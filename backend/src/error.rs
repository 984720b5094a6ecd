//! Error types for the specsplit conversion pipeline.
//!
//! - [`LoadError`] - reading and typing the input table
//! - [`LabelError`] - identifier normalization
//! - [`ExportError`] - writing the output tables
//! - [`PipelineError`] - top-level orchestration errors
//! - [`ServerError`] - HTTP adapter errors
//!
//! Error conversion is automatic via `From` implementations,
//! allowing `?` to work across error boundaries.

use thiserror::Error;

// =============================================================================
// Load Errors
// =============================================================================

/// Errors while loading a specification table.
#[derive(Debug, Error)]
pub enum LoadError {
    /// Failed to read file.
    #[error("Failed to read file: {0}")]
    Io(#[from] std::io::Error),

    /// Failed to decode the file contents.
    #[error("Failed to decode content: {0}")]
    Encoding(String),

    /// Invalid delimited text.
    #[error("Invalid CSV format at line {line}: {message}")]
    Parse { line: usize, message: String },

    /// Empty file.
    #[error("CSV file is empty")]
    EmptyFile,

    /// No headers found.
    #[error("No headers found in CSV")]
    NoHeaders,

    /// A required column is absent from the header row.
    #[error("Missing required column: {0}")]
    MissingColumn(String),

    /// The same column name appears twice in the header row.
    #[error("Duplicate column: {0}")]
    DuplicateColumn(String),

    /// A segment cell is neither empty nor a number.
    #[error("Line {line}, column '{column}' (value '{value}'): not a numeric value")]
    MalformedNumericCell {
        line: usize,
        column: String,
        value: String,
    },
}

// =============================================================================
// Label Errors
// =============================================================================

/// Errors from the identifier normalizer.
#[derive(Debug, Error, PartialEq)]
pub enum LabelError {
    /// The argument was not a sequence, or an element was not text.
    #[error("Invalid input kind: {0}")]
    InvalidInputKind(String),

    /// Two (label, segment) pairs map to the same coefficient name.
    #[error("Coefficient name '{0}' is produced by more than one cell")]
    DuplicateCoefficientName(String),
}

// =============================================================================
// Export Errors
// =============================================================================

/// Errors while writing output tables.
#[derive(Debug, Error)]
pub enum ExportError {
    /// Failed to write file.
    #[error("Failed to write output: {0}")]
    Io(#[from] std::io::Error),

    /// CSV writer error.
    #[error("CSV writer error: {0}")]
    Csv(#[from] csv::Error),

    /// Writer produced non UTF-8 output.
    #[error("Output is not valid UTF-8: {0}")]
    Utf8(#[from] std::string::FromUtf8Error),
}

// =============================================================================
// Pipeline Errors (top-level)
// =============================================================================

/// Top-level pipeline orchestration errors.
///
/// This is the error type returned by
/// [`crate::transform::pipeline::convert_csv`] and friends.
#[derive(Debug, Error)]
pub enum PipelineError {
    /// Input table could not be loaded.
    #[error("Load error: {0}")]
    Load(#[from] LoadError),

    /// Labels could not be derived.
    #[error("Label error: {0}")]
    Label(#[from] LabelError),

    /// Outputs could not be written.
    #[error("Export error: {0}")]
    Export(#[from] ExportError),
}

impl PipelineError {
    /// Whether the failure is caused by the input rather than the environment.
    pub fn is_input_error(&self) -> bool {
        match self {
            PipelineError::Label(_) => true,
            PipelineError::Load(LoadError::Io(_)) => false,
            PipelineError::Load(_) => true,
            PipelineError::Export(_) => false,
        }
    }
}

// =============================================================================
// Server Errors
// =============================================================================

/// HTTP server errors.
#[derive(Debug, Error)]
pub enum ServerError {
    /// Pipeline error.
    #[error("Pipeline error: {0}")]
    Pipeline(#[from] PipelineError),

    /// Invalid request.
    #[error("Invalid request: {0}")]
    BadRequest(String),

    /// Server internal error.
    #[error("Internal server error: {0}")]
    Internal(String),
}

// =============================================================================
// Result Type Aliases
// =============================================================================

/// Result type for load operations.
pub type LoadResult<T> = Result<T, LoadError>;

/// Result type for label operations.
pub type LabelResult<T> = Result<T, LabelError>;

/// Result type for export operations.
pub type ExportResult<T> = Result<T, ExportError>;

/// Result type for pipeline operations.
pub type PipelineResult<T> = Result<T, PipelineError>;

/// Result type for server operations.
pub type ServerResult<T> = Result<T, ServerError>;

---

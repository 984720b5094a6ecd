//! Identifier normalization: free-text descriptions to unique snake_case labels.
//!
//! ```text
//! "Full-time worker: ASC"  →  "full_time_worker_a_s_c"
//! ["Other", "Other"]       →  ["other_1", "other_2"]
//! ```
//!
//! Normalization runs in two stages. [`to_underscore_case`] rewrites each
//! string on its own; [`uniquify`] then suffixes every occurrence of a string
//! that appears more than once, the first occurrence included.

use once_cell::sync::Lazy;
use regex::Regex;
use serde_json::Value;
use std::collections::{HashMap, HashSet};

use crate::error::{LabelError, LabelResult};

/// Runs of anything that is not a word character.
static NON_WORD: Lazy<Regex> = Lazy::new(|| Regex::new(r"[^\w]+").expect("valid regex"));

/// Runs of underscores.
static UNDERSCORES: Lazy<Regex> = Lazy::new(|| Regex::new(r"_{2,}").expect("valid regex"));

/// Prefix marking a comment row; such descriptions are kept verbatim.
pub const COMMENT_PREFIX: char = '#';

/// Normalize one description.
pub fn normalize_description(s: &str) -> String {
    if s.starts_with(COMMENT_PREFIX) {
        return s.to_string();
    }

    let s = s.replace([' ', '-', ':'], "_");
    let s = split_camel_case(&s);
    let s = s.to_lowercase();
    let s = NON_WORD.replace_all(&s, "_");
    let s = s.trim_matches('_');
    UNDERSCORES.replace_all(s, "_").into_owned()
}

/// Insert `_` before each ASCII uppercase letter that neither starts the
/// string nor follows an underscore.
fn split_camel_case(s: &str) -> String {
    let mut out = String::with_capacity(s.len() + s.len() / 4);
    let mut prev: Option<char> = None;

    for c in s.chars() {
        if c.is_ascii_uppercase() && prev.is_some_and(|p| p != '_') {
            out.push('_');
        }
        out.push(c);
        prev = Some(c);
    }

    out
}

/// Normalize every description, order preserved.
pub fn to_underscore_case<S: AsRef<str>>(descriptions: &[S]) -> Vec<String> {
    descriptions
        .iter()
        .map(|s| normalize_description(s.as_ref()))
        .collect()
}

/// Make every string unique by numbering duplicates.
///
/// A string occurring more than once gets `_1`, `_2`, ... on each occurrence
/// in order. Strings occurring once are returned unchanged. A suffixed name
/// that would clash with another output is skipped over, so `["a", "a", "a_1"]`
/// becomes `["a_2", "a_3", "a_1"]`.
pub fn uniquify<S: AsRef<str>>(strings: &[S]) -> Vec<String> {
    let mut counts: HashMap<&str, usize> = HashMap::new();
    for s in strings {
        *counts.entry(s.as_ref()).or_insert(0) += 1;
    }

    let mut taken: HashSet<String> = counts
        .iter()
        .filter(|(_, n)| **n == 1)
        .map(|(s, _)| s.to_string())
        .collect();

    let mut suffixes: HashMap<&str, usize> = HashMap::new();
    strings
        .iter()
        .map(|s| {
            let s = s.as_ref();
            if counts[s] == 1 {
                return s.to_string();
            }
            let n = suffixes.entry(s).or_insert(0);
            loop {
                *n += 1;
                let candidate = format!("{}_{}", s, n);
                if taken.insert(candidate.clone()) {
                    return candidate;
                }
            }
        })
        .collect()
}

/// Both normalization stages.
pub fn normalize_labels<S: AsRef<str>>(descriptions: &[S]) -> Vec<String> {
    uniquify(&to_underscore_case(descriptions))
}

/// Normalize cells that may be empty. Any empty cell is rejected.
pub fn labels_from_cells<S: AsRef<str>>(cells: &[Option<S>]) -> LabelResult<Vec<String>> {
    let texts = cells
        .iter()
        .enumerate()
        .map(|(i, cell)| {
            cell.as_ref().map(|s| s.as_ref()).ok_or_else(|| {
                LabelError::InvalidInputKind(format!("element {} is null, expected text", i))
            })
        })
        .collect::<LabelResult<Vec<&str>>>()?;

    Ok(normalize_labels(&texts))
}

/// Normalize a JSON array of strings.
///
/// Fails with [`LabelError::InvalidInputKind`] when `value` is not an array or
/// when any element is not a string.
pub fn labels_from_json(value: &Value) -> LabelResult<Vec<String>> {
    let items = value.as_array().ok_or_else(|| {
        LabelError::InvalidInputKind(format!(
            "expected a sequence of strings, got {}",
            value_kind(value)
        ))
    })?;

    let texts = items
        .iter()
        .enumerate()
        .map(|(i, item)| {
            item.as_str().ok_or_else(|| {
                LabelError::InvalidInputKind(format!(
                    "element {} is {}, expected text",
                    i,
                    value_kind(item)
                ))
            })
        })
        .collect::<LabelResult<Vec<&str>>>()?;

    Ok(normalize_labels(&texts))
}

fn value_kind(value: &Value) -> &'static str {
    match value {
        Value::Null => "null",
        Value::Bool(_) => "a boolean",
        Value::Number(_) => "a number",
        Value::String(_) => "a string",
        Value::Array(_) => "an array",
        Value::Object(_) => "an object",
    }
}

_TASK GOAL_: Find each line in the records holding the string "when" and show it.

_ANSWER SPACE_:
/// Fails with [`LabelError::InvalidInputKind`] when `value` is not an array or
/// when any element is not a string.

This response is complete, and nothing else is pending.